University of Wisconsin–Madison

Prophetic Words from 1922

Ninety-nine years ago today, two University of Wisconsin faculty published a seminal article on Johne’s disease. The full article is provided here for Johne’s history enthusiasts. Although published so long ago, the descriptions of the pathology and epidemiology of the disease are remarkably accurate. Today’s Johne’s news highlights some of the prophetic statements made by those authors.

Johne’s disease is one that is not at all widespread in Wisconsin or in any part of our country at present. It does occur, however, and as the years go by it will become more and more common and will place a greater tax on the cattle industry unless some consideration is given to it by those engaged in the raising and sale of cattle.”

The affected animals lose flesh very slowly until they become virtually walking skeletons. The unthrifty condition of animals, in spite of abundant feed, is occasioned in part by this disease.”

…it is likely to be present in pure bred herds from which animals are being sold in great numbers. A few such distributing centers will thus spread with a constantly increasing rapidity unless more attention is paid too it that is done at present.

The aim of this bulletin is to call the attention of veterinarians and breeders to Johne’s disease, which, it is felt, is not recognized by many, in order that steps may be taken to prevent its introduction into still healthy herds, and to gradually eliminate it from affected herds.

These statements were published by B.A. Beach and E.G. Hastings in 1922 in the Wisconsin Bulletin, a publication by the Wisconsin Agriculture Experiment Station. Their warnings remain true today and their aim, to raise awareness, is the same aim as that of this website.


Fast forward 99 years and, based on USDA survey data from 2007, we find that over 90% of U.S. dairy herds are now MAP-infected (Lombard et al., 2013), and the situation in most other major dairy-producing countries is similar. Millions of animals have died or been culled from herds due to this disease. Millions of dollars in farm income are lost annually because we failed to heed these warnings. And, we now find the cause of Johne’s disease, MAP, spilling into humans through contaminated food and water.

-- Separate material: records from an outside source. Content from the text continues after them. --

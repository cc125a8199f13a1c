mod common;

use chrono::NaiveDate;
use std::sync::atomic::{AtomicBool, Ordering};
use std::sync::Arc;
use std::time::Duration;

use common::{days_ago, sleep, Harness};
use synheart_wellbeing::adapters::{HealthDataSource, InMemoryHealthSource};
use synheart_wellbeing::clock::ManualClock;
use synheart_wellbeing::config::SchedulerConfig;
use synheart_wellbeing::error::Result;
use synheart_wellbeing::{EngineBuilder, EvaluationScheduler, HealthRecord, Policy};

const INTERVAL: Duration = Duration::from_secs(60 * 60);

#[tokio::test(start_paused = true)]
async fn evaluates_on_each_tick() {
    let h = Harness::new();
    h.seed_baseline("alice");
    h.seed_current("alice", 7.5, 9000, 4);

    let scheduler = EvaluationScheduler::new(Arc::clone(&h.engine), INTERVAL);
    assert!(scheduler.schedule("alice").unwrap());

    // Ticks at 0, 1h and 2h
    tokio::time::sleep(INTERVAL * 5 / 2).await;
    assert_eq!(h.engine.analysis_history("alice").unwrap().len(), 3);

    scheduler.shutdown().await.unwrap();
}

#[tokio::test(start_paused = true)]
async fn schedule_is_idempotent_per_user() {
    let h = Harness::new();
    let config = SchedulerConfig {
        interval_minutes: 60,
    };
    let scheduler = EvaluationScheduler::from_config(Arc::clone(&h.engine), &config);

    assert!(scheduler.schedule("alice").unwrap());
    assert!(!scheduler.schedule("alice").unwrap());
    assert!(scheduler.schedule("bob").unwrap());
    assert_eq!(
        scheduler.scheduled_users().unwrap(),
        vec!["alice".to_string(), "bob".to_string()]
    );

    scheduler.shutdown().await.unwrap();
    assert!(scheduler.scheduled_users().unwrap().is_empty());
}

#[tokio::test(start_paused = true)]
async fn cancel_stops_future_runs() {
    let h = Harness::new();
    h.seed_baseline("alice");
    h.seed_current("alice", 7.5, 9000, 4);

    let scheduler = EvaluationScheduler::new(Arc::clone(&h.engine), INTERVAL);
    scheduler.schedule("alice").unwrap();

    tokio::time::sleep(INTERVAL / 2).await;
    assert_eq!(h.engine.analysis_history("alice").unwrap().len(), 1);

    assert!(scheduler.cancel("alice").unwrap());
    assert!(!scheduler.cancel("alice").unwrap());

    tokio::time::sleep(INTERVAL * 3).await;
    assert_eq!(h.engine.analysis_history("alice").unwrap().len(), 1);
    assert!(scheduler.scheduled_users().unwrap().is_empty());
}

#[tokio::test(start_paused = true)]
async fn missing_data_does_not_stop_schedule() {
    let h = Harness::new();
    let scheduler = EvaluationScheduler::new(Arc::clone(&h.engine), INTERVAL);
    scheduler.schedule("alice").unwrap();

    tokio::time::sleep(INTERVAL / 2).await;
    assert!(h.engine.analysis_history("alice").unwrap().is_empty());

    // Data arrives before the next tick
    h.seed_baseline("alice");
    h.seed_current("alice", 7.5, 9000, 4);
    tokio::time::sleep(INTERVAL).await;
    assert_eq!(h.engine.analysis_history("alice").unwrap().len(), 1);
    assert_eq!(scheduler.scheduled_users().unwrap(), vec!["alice".to_string()]);

    scheduler.shutdown().await.unwrap();
}

/// Health source that holds one user's fetches until released
struct GatedHealthSource {
    inner: InMemoryHealthSource,
    gated_user: &'static str,
    released: AtomicBool,
}

impl HealthDataSource for GatedHealthSource {
    fn fetch_daily(
        &self,
        user_id: &str,
        start: NaiveDate,
        end: NaiveDate,
    ) -> Result<Vec<HealthRecord>> {
        if user_id == self.gated_user {
            while !self.released.load(Ordering::SeqCst) {
                std::thread::sleep(Duration::from_millis(5));
            }
        }
        self.inner.fetch_daily(user_id, start, end)
    }
}

#[tokio::test(flavor = "multi_thread", worker_threads = 1)]
async fn slow_source_does_not_starve_other_users() {
    let source = Arc::new(GatedHealthSource {
        inner: InMemoryHealthSource::new(),
        gated_user: "alice",
        released: AtomicBool::new(false),
    });
    for user in ["alice", "bob"] {
        source
            .inner
            .insert(user, (0..=2).map(|n| sleep(days_ago(n), 7.5)))
            .unwrap();
    }

    let engine = Arc::new(
        EngineBuilder::new(Policy::default())
            .clock(Arc::new(ManualClock::new(common::now())))
            .health_source(source.clone())
            .build()
            .unwrap(),
    );
    let scheduler = EvaluationScheduler::new(Arc::clone(&engine), INTERVAL);
    scheduler.schedule("alice").unwrap();
    scheduler.schedule("bob").unwrap();

    // The single runtime worker stays free while alice's fetch is held
    let bob_evaluated = tokio::time::timeout(Duration::from_secs(10), async {
        while engine.analysis_history("bob").unwrap().is_empty() {
            tokio::time::sleep(Duration::from_millis(10)).await;
        }
    })
    .await;
    assert!(bob_evaluated.is_ok());
    assert!(engine.analysis_history("alice").unwrap().is_empty());

    // Shutdown waits for alice's in-flight run, which is still recorded
    source.released.store(true, Ordering::SeqCst);
    scheduler.shutdown().await.unwrap();
    assert_eq!(engine.analysis_history("alice").unwrap().len(), 1);
}

#[test]
fn schedule_outside_runtime_is_an_error() {
    let h = Harness::new();
    let scheduler = EvaluationScheduler::new(Arc::clone(&h.engine), INTERVAL);
    assert!(scheduler.schedule("alice").is_err());
}
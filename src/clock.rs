//! Time source
//!
//! All time-dependent rules (cooldowns, request TTLs, evaluation windows) read
//! the current time through [`Clock`] so recorded scenarios can be replayed.

use chrono::{DateTime, Duration, Utc};
use std::sync::Mutex;

pub trait Clock: Send + Sync {
    fn now(&self) -> DateTime<Utc>;
}

/// Wall-clock time
#[derive(Debug, Default, Clone, Copy)]
pub struct SystemClock;

impl Clock for SystemClock {
    fn now(&self) -> DateTime<Utc> {
        Utc::now()
    }
}

/// Settable clock for replays and tests
#[derive(Debug)]
pub struct ManualClock {
    now: Mutex<DateTime<Utc>>,
}

impl ManualClock {
    pub fn new(now: DateTime<Utc>) -> Self {
        Self {
            now: Mutex::new(now),
        }
    }

    pub fn set(&self, now: DateTime<Utc>) {
        *self.now.lock().unwrap_or_else(|e| e.into_inner()) = now;
    }

    pub fn advance(&self, by: Duration) {
        let mut now = self.now.lock().unwrap_or_else(|e| e.into_inner());
        *now += by;
    }
}

impl Clock for ManualClock {
    fn now(&self) -> DateTime<Utc> {
        *self.now.lock().unwrap_or_else(|e| e.into_inner())
    }
}

#[cfg(test)]
mod tests {
    use super::*;

    #[test]
    fn test_manual_clock_advance() {
        let start: DateTime<Utc> = "2024-01-15T08:00:00Z".parse().unwrap();
        let clock = ManualClock::new(start);
        clock.advance(Duration::hours(4));
        assert_eq!(clock.now(), start + Duration::hours(4));

        clock.set(start);
        assert_eq!(clock.now(), start);
    }
}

  • More indications that JD is common and MAP is in raw meat:
    A Georgia, USA a survey of cattle sold at sale barns using ELISA found that 9.58% of dairy cattle and 3.95% of beef cattle tested ELISA-positive. Given the accuracy of ELISAs, the actual infection rates are roughly double these figures (Pence, 2003). Most of these cattle were headed to slaughterhouses (abattoirs) and then into the food supply.
  • A survey of culled dairy cows in Atlantic Canada and Maine, USA found that 16.1% of the cows were culture-positive for MAP. The meat from these animals also was headed into the human food chain (McKenna, 2004).
  • A Colorado, USA study of 40 cull dairy cows found that 21 had MAP disseminated infection. Moreover, 57% (12/21) of cows with disseminated infection had average to heavy body condition and no diarrhea. Cows with disseminated infection had no to minimal gross pathologic evidence of infection in 37% (8/21) of cases. Only 76% (16/21) of cows with disseminated infection had positive historical ELISA results and only 62% (13/21) had a positive ELISA at slaughter (Antognoli, 2008). Thus, further verifying that ELISAs underestimate the number of MAP-infected cows with disseminated MAP infections that enter the food supply.

Side note:
The University of Wisconsin (UW) has remains a leader in Johne’s disease diagnosis and research. Ekundayo and Okoh provided a review of paratuberculosis literature published from 1911 to 2019 (Microoganisms, 2020). The graphic below from their publication indicates, by size of the circle, the number of scientific publications and collaborations between UW and other institutions working on paratuberculosis. The purple circle for the University of Wisconsin is the largest and most interconnected. This website is a legacy of the UW tradition in paratuberculosis research and outreach.